Some 8.6 million of the bottom 40% of households will receive up to RM2,500 this year with an allocation of RM1.1bn. The additional cash aid is expected to reach up to four million households, 1.2 million senior citizens and 3.4 million single individuals, beginning from 27 June.
No doubt, the announcement is with one eye on the coming general election, likely to be held by this year.
Middle class – equally significant
Let me stress that the middle 40% (or the middle class) is as economically and politically significant as the bottom 40%.
First, let’s look at some recent statistics of the three segments as shown in the table and graphic below.

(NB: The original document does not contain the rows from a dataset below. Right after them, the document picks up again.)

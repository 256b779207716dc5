//! Session lifecycle use case.
//!
//! Orchestrates login, registration, startup restore, and logout across the
//! API gateway, the token store, and the shared workspace state. Teardown is
//! deliberately infallible: logout always leaves the client signed out, even
//! when removing the persisted token fails.

use cortex_core::chat::ChatMessage;
use cortex_core::credential::TokenStore;
use cortex_core::error::{CortexError, Result};
use cortex_core::session::Session;
use cortex_core::user::UserProfile;
use cortex_gateway::{AuthToken, ProductivityApi};
use std::sync::Arc;
use tokio::sync::RwLock;

use crate::notifier::Notifier;
use crate::scope::RequestScope;
use crate::workspace::Workspace;

/// Minimum accepted password length, mirrored from the server's rule.
const MIN_PASSWORD_LEN: usize = 6;

/// Use case for authentication and session teardown.
pub struct SessionUseCase {
    api: Arc<dyn ProductivityApi>,
    token_store: Arc<dyn TokenStore>,
    /// Bearer token handle shared with the gateway
    auth: AuthToken,
    session: Arc<RwLock<Session>>,
    workspace: Arc<RwLock<Workspace>>,
    chat_history: Arc<RwLock<Vec<ChatMessage>>>,
    notifier: Notifier,
    scope: RequestScope,
}

impl SessionUseCase {
    pub fn new(
        api: Arc<dyn ProductivityApi>,
        token_store: Arc<dyn TokenStore>,
        auth: AuthToken,
        session: Arc<RwLock<Session>>,
        workspace: Arc<RwLock<Workspace>>,
        chat_history: Arc<RwLock<Vec<ChatMessage>>>,
        notifier: Notifier,
        scope: RequestScope,
    ) -> Self {
        Self {
            api,
            token_store,
            auth,
            session,
            workspace,
            chat_history,
            notifier,
            scope,
        }
    }

    /// Signs in with email and password.
    ///
    /// On success the token is persisted and installed on the gateway, and
    /// the session becomes authenticated. On failure the session returns to
    /// the unauthenticated state and one error notification is shown.
    ///
    /// # Errors
    ///
    /// `CortexError::Validation` when either field is blank, otherwise the
    /// gateway error.
    pub async fn login(&self, email: &str, password: &str) -> Result<()> {
        if email.trim().is_empty() || password.is_empty() {
            return Err(CortexError::validation("email and password are required"));
        }

        self.session.write().await.begin_auth();
        match self.api.login(email, password).await {
            Ok((token, user)) => {
                self.establish(token, user).await;
                self.notifier.success("로그인되었습니다!").await;
                Ok(())
            }
            Err(err) => {
                self.session.write().await.reset();
                self.notify_auth_failure(&err, "로그인에 실패했습니다.").await;
                Err(err)
            }
        }
    }

    /// Registers a new account and signs straight in with the issued token.
    ///
    /// Local validation fails fast, before any network traffic: the password
    /// must be at least six characters and match its confirmation. Those
    /// failures surface as `CortexError::Validation` without a notification;
    /// the registration form renders them inline.
    pub async fn register(
        &self,
        email: &str,
        username: &str,
        password: &str,
        password_confirm: &str,
    ) -> Result<()> {
        if email.trim().is_empty() || username.trim().is_empty() {
            return Err(CortexError::validation("email and username are required"));
        }
        if password.len() < MIN_PASSWORD_LEN {
            return Err(CortexError::validation(
                "password must be at least 6 characters",
            ));
        }
        if password != password_confirm {
            return Err(CortexError::validation("passwords do not match"));
        }

        self.session.write().await.begin_auth();
        match self.api.register(email, username, password).await {
            Ok((token, user)) => {
                self.establish(token, user).await;
                self.notifier.success("로그인되었습니다!").await;
                Ok(())
            }
            Err(err) => {
                self.session.write().await.reset();
                self.notify_auth_failure(&err, "회원가입에 실패했습니다.").await;
                Err(err)
            }
        }
    }

    /// Restores a persisted session at startup.
    ///
    /// Reads the stored token, validates it against `/auth/me`, and returns
    /// whether the client ended up authenticated. Any validation failure,
    /// including a transport failure, discards the stored token and leaves
    /// the client unauthenticated; the next launch starts clean.
    pub async fn restore(&self) -> Result<bool> {
        let Some(token) = self.token_store.get().await? else {
            return Ok(false);
        };

        self.session.write().await.begin_auth();
        self.auth.set(token.clone()).await;
        match self.api.me().await {
            Ok(user) => {
                self.session.write().await.establish(token, user);
                Ok(true)
            }
            Err(err) => {
                if let Err(remove_err) = self.token_store.remove().await {
                    tracing::warn!(target: "session", error = %remove_err, "failed to discard stored token");
                }
                self.auth.clear().await;
                self.session.write().await.reset();
                tracing::debug!(target: "session", error = %err, "session restore failed");
                Ok(false)
            }
        }
    }

    /// Signs out and tears down every piece of per-user state.
    ///
    /// Cancels in-flight requests, clears the token (gateway and disk), the
    /// workspace caches, and the chat history, then announces the sign-out.
    /// Never fails: a token-store error is logged and teardown continues.
    pub async fn logout(&self) {
        self.session.write().await.begin_logout();
        self.scope.cancel_all().await;

        self.auth.clear().await;
        if let Err(err) = self.token_store.remove().await {
            tracing::warn!(target: "session", error = %err, "failed to remove persisted token");
        }

        self.workspace.write().await.clear();
        self.chat_history.write().await.clear();
        self.session.write().await.reset();

        self.notifier.info("로그아웃되었습니다.").await;
    }

    /// True while a validated credential is held.
    pub async fn is_authenticated(&self) -> bool {
        self.session.read().await.is_authenticated()
    }

    /// Snapshot of the signed-in user's profile, if any.
    pub async fn user(&self) -> Option<UserProfile> {
        self.session.read().await.user().cloned()
    }

    async fn establish(&self, token: String, user: UserProfile) {
        if let Err(err) = self.token_store.set(&token).await {
            // The session still works for this run; only restore is affected
            tracing::warn!(target: "session", error = %err, "failed to persist token");
        }
        self.auth.set(token.clone()).await;
        self.session.write().await.establish(token, user);
    }

    /// Shows the server's message for API rejections, a generic line otherwise.
    async fn notify_auth_failure(&self, err: &CortexError, fallback: &str) {
        let message = if err.is_api() {
            err.user_message()
        } else {
            fallback.to_string()
        };
        self.notifier.error(message).await;
    }
}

The statistics above show that, as a whole, Malaysia is a high middle-income society. However, the aspiration of achieving developed nation status, as envisioned in Vision 2020, has not materialised. Worse, Malaysia now faces the phenomenon of a shrinking or shrunken middle class.
Declining middle class
On 21 September 2021, Ismail Sabri announced that an alarming 589,000 households in the M40 or middle class – that is, about 20% of this segment – had dropped into the bottom 40% category due to the economic crisis caused by the pandemic.
The shocking news was reiterated by Mustapa Mohamed, the minister responsible for economic affairs, who said this resulted from the economy shrinking by 5.6% in 2020.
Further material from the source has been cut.